In the article, Reiar explains that Norway lags significantly behind other countries when it comes to outsourcing:
“When we approached senior management in major Norwegian companies regarding outsourcing five years ago, they were sceptical, but curious. In other countries, they had already started the process 10-15 years ago, and it is not until recent years Norway has started to follow" says Reiar.
The article explains that PA is helping Norwegian firm Orkla to outsource its IT services:
“Orkla has gone through big organisational changes, which led to new IT needs. They are experiencing an increasing need for flexibility and capabilities, as well as realising cost benefits” says Reiar.
Reflecting on whether Norwegian companies’ readiness to outsource has increased, Alan warns businesses against waiting for too long before taking action:
“Sitting on the fence for a while does create a potential, as the Norwegian companies can benefit from lessons learned by others. Norwegian companies and the public sector have a great opportunity to benefit from acting now. However, if they are not careful, they will end up starting the process too late" says Alan.
Commenting on the cost benefits of outsourcing, Reiar explains: “The cost level in Norway is high, and most companies realise that the situation will not change. To be competitive, companies have to cut costs and streamline operations, and a natural part of this process is to move parts of the business out of the country."
This view is reinforced by Alan in the article: “Historical facts show that outsourcing provides a net profit to the company. Some tasks will disappear, but those who have done those tasks earlier can then spend time on something else. When you are releasing capacity, you have to be more creative. The employees will be afraid, and change can be painful, but in the long run, this will be good for the company and the industry. Jobs for life don't exist anymore."
When asked whether the relatively strong trade unions have made outsourcing more difficult to manage in Norway, Reiar says:
“No, I don’t think so. We do not see trade unions as any complication in Norway. There are other countries where trade unions and employee protection are at least as strong as in Norway, and where outsourcing has taken place earlier and to a greater degree. I rather think the uncertainty whether the outsourcing of important company functions to other countries would be successful or not is the reason.”
Speaking about what the Norwegian authorities can do to retain jobs in Norway, Reiar explains:
“The authorities can facilitate and support the Norwegian industry to become more competitive, but the most important thing is that the companies take responsibility in terms of the efficiency of the business operation. The Government should not protect the Norwegian companies – it will only strengthen the illusion of how clever we are.”

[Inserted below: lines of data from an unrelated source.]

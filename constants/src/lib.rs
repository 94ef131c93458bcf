//! Literal tables and tuning values shared by the resource cloud scene.

/// Category colour palette used to fill point markers.
pub mod category;

/// Info card geometry, typography and link sentinel.
pub mod card;

/// Orbit camera distances, field of view and reset pose.
pub mod camera;

/// Asset paths for settings, dataset and fonts.
pub mod path;

/// Relevance keyword tiers mapped to ordinal scores.
pub mod relevance;

/// Scene geometry, marker sizes, colours and frame cadence.
pub mod render_settings;
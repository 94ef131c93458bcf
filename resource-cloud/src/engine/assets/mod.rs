//! Asset types for the resource dataset and scene settings.
//!
//! Handles CSV parsing into validated records, the published record set,
//! and the optional JSON settings file.

/// A single validated resource row and its derived attributes.
pub mod resource_record;

/// Generation-scoped record sequence shared with the scene.
pub mod resource_set;

/// CSV asset loader producing validated record tables.
pub mod resource_table;

/// Runtime scene tuning loaded from `config/scene.json`.
pub mod scene_settings;
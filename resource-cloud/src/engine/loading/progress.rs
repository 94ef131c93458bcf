use bevy::prelude::*;

#[derive(Resource, Default, Debug)]
pub struct LoadingProgress {
    pub settings_resolved: bool,
    pub dataset_requested: bool,
    pub dataset_settled: bool,
}

impl LoadingProgress {
    pub fn is_complete(&self) -> bool {
        self.settings_resolved && self.dataset_settled
    }
}
//! Interactive 3D point cloud of categorised resources.
//!
//! Each resource record becomes a marker inside a bounding cube: list order
//! spreads along X, relevance lifts along Y and Z is a per-generation random
//! draw. One record at a time is featured with an on-screen info card whose
//! link can be opened by clicking the card.

pub mod engine;
pub mod interaction;
pub mod rpc;

pub use engine::core::app_setup::create_app;
/// Colour used for any category missing from `CATEGORY_MAP`.
pub const UNKNOWN_CATEGORY_COLOUR: [u8; 3] = [150, 150, 150];

pub struct CategoryInfo {
    pub name: &'static str,
    pub colour: [u8; 3],
}

/// Presentation palette. Lookups are exact and case-sensitive.
pub const CATEGORY_MAP: &[CategoryInfo] = &[
    CategoryInfo {
        name: "Global Community",
        colour: [255, 100, 100],
    },
    CategoryInfo {
        name: "Cultural Heritage",
        colour: [100, 255, 100],
    },
    CategoryInfo {
        name: "Education/Pedagogy",
        colour: [100, 100, 255],
    },
    CategoryInfo {
        name: "Tools & Resources",
        colour: [255, 255, 100],
    },
    CategoryInfo {
        name: "Performance Venues",
        colour: [100, 255, 255],
    },
    CategoryInfo {
        name: "Regional Events",
        colour: [255, 150, 50],
    },
    CategoryInfo {
        name: "Arts Organizations",
        colour: [180, 100, 255],
    },
    CategoryInfo {
        name: "Community Spaces",
        colour: [255, 100, 200],
    },
    CategoryInfo {
        name: "Representation & Equity",
        colour: [200, 50, 150],
    },
    CategoryInfo {
        name: "Local Community",
        colour: [50, 200, 200],
    },
    CategoryInfo {
        name: "Professional Networks",
        colour: [150, 150, 150],
    },
    CategoryInfo {
        name: "Tool",
        colour: [100, 150, 255],
    },
    CategoryInfo {
        name: "Community",
        colour: [255, 150, 100],
    },
    CategoryInfo {
        name: "Venue",
        colour: [150, 255, 150],
    },
];

pub fn get_category_colour(category: &str) -> [u8; 3] {
    CATEGORY_MAP
        .iter()
        .find(|c| c.name == category)
        .map_or(UNKNOWN_CATEGORY_COLOUR, |c| c.colour)
}
/// Smallest half-extent of the bounding cube, whatever the viewport height.
pub const MIN_BOX_SIZE: f32 = 100.0;

/// Half-extent is the viewport height divided by this.
pub const BOX_VIEWPORT_DIVISOR: f32 = 4.0;

/// Grid lines per half-extent on the floor face.
pub const GRID_DIVISIONS: u32 = 5;

pub const MARKER_CUBE_SIZE: f32 = 3.0;
pub const FEATURED_SPHERE_RADIUS: f32 = 10.0;

pub const BACKGROUND_GRAY: u8 = 241;
pub const FRAME_LINE_GRAY: u8 = 0;
pub const GRID_LINE_GRAY: u8 = 200;

/// Fixed simulation cadence driving the orbit and the feature selector.
pub const FIXED_TICK_HZ: f64 = 60.0;

/// World rotation added per fixed tick, in radians.
pub const ORBIT_STEP: f32 = 0.01;

/// Seconds-ish between featured record changes, scaled by `FEATURE_TICKS_PER_INTERVAL`.
pub const FEATURE_INTERVAL: f32 = 0.8;
pub const FEATURE_TICKS_PER_INTERVAL: f32 = 100.0;
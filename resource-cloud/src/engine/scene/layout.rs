use bevy::prelude::*;
use rand::Rng;

use constants::relevance::MAX_RELEVANCE_SCORE;
use constants::render_settings::{BOX_VIEWPORT_DIVISOR, MIN_BOX_SIZE};

use crate::engine::assets::resource_record::ResourceRecord;

/// Cached record positions for one generation. World space, Y up.
#[derive(Resource, Debug, Default, Clone)]
pub struct CloudLayout {
    pub positions: Vec<Vec3>,
    pub box_size: f32,
    /// Resource set generation these positions were built from.
    pub generation: Option<u64>,
}

impl CloudLayout {
    pub fn position(&self, index: usize) -> Option<Vec3> {
        self.positions.get(index).copied()
    }
}

/// Half-extent of the bounding cube for a viewport height.
pub fn box_size_for_viewport(viewport_height: f32) -> f32 {
    (viewport_height / BOX_VIEWPORT_DIVISOR).max(MIN_BOX_SIZE)
}

/// Linear remap of `value` from one range to another. Degenerate input ranges map to `out_min`.
pub fn map_range(value: f32, in_min: f32, in_max: f32, out_min: f32, out_max: f32) -> f32 {
    let span = in_max - in_min;
    if span == 0.0 {
        return out_min;
    }
    out_min + (value - in_min) / span * (out_max - out_min)
}

/// Even spread from `+box_size` at index 0 down to `-box_size` at the last index.
pub fn spread_x(index: usize, count: usize, box_size: f32) -> f32 {
    if count <= 1 {
        return box_size;
    }
    box_size - map_range(index as f32, 0.0, (count - 1) as f32, 0.0, 2.0 * box_size)
}

/// World height for a relevance score. Computed in screen convention (y down)
/// and flipped, so a higher score sits higher in the Y-up world.
pub fn relevance_height(score: u8, box_size: f32) -> f32 {
    let screen_y = box_size - map_range(score as f32, 0.0, MAX_RELEVANCE_SCORE as f32, 0.0, box_size);
    -screen_y
}

/// One position per record, in order. `x` and `y` depend only on the inputs;
/// `z` is drawn from `rng` once per record.
pub fn layout_points<R: Rng + ?Sized>(
    records: &[ResourceRecord],
    box_size: f32,
    rng: &mut R,
) -> Vec<Vec3> {
    let count = records.len();
    records
        .iter()
        .enumerate()
        .map(|(index, record)| {
            Vec3::new(
                spread_x(index, count, box_size),
                relevance_height(record.relevance_score(), box_size),
                rng.gen_range(-box_size..=box_size),
            )
        })
        .collect()
}

#[cfg(test)]
mod tests {
    use super::*;
    use rand::SeedableRng;
    use rand::rngs::StdRng;

    fn records(relevances: &[&str]) -> Vec<ResourceRecord> {
        relevances
            .iter()
            .enumerate()
            .map(|(i, relevance)| {
                ResourceRecord::new(&format!("r{i}"), "Tool", "desc", relevance, "")
            })
            .collect()
    }

    #[test]
    fn box_size_has_a_floor() {
        assert_eq!(box_size_for_viewport(200.0), MIN_BOX_SIZE);
        assert_eq!(box_size_for_viewport(800.0), 200.0);
    }

    #[test]
    fn one_position_per_record_inside_the_cube() {
        let mut rng = StdRng::seed_from_u64(7);
        for count in [0, 1, 2, 5, 40] {
            let labels: Vec<&str> = (0..count)
                .map(|i| ["High", "Key", "Medium", "Low", ""][i % 5])
                .collect();
            let points = layout_points(&records(&labels), 150.0, &mut rng);
            assert_eq!(points.len(), count);
            for p in points {
                assert!(p.abs().max_element() <= 150.0, "{p} escapes the cube");
            }
        }
    }

    #[test]
    fn x_decreases_from_first_to_last() {
        let mut rng = StdRng::seed_from_u64(1);
        let points = layout_points(&records(&["", "", "", ""]), 100.0, &mut rng);
        assert_eq!(points[0].x, 100.0);
        assert_eq!(points[3].x, -100.0);
        assert!(points.windows(2).all(|w| w[0].x > w[1].x));
    }

    #[test]
    fn single_record_sits_at_positive_edge() {
        assert_eq!(spread_x(0, 1, 120.0), 120.0);
    }

    #[test]
    fn higher_relevance_is_raised() {
        let mut rng = StdRng::seed_from_u64(3);
        let points = layout_points(&records(&["High", "Medium", "Low"]), 180.0, &mut rng);
        assert!(points[0].y > points[1].y);
        assert!(points[1].y > points[2].y);
        assert!(relevance_height(5, 100.0) >= relevance_height(1, 100.0));
    }

    #[test]
    fn x_and_y_repeat_while_z_is_redrawn() {
        let input = records(&["High", "Low", "Key", "Useful"]);
        let first = layout_points(&input, 100.0, &mut StdRng::seed_from_u64(10));
        let second = layout_points(&input, 100.0, &mut StdRng::seed_from_u64(11));

        for (a, b) in first.iter().zip(&second) {
            assert_eq!(a.x, b.x);
            assert_eq!(a.y, b.y);
        }
        assert!(first.iter().zip(&second).any(|(a, b)| a.z != b.z));
    }

    #[test]
    fn degenerate_range_maps_to_lower_bound() {
        assert_eq!(map_range(3.0, 2.0, 2.0, 10.0, 20.0), 10.0);
        assert_eq!(map_range(5.0, 0.0, 10.0, 0.0, 100.0), 50.0);
    }
}
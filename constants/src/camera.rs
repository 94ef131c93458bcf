pub const MIN_CAMERA_DISTANCE: f32 = 800.0;
pub const MAX_CAMERA_DISTANCE: f32 = 1500.0;

/// Eye distance from the origin along +Z after a reset.
pub const RESET_CAMERA_DISTANCE: f32 = 800.0;

/// Vertical field of view (60 degrees).
pub const CAMERA_FOV: f32 = std::f32::consts::FRAC_PI_3;
pub const CAMERA_NEAR: f32 = 1.0;
pub const CAMERA_FAR: f32 = 10_000.0;

pub const ORBIT_YAW_SENSITIVITY: f32 = 0.0035;
pub const ORBIT_PITCH_SENSITIVITY: f32 = 0.0030;
pub const PITCH_LIMIT: f32 = 1.55;

/// Pan distance per pixel, as a fraction of the eye distance.
pub const PAN_SENSITIVITY: f32 = 0.001;

/// Fraction of the eye distance moved per scroll line.
pub const ZOOM_STEP: f32 = 0.1;
//! Screen-space UI drawn over the 3D scene.
//!
//! The info card for the featured record and the data source status overlay.

/// Info card layout, its shared screen rectangle and per-frame content updates.
pub mod card;

/// Loading and error notices plus the reset view button.
pub mod status;
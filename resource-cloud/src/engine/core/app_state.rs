use bevy::prelude::*;

use crate::engine::loading::progress::LoadingProgress;

/// The scene renders the fallback dataset in both states; `Loading` only
/// gates the settings and dataset loading systems.
#[derive(Debug, Clone, Copy, Default, Eq, PartialEq, Hash, States)]
pub enum AppState {
    #[default]
    Loading,
    Running,
}

// Final transition to running state
pub fn transition_to_running(
    loading_progress: Res<LoadingProgress>,
    mut next_state: ResMut<NextState<AppState>>,
) {
    if loading_progress.is_complete() {
        info!("→ Settings and dataset settled, transitioning to Running state");
        next_state.set(AppState::Running);
    }
}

Continuing, the article describes how the scope of outsourcing is expanding, with Indian service providers happy to take over a wide range of tasks, not only IT. Reiar explains that the outsourcing process requires new leadership skills, and that the leaders need to learn how to keep control of a company in transition. According to Reiar, the answer could be an Academy for leaders who are faced with these kind of challenges.
The article then moves on to explore the pressures faced by medium-sized consulting companies:
“The large consulting companies acquire a lot of small- and medium-sized companies, and they have the strength to do it. We are being contacted by the largest companies as well. "The big four", Deloitte, EY, KPMG and PwC have the auditing business in the bottom, which gives a solid base in addition to the advisory service. At the same time I think they are fighting an unhealthy game against each other these days” says Alan.
Stressing that PA has always has been a very profitable company, with strong growth over the last few years, Alan continues:
“Many clients buy consulting services from several companies, which create a market for special services. It is clear that some consulting companies will continue to drop in market share, but at the same time I am convinced that a lot of medium-sized companies will get along well. In the end it's all about to the ability to stand out from the crowd.”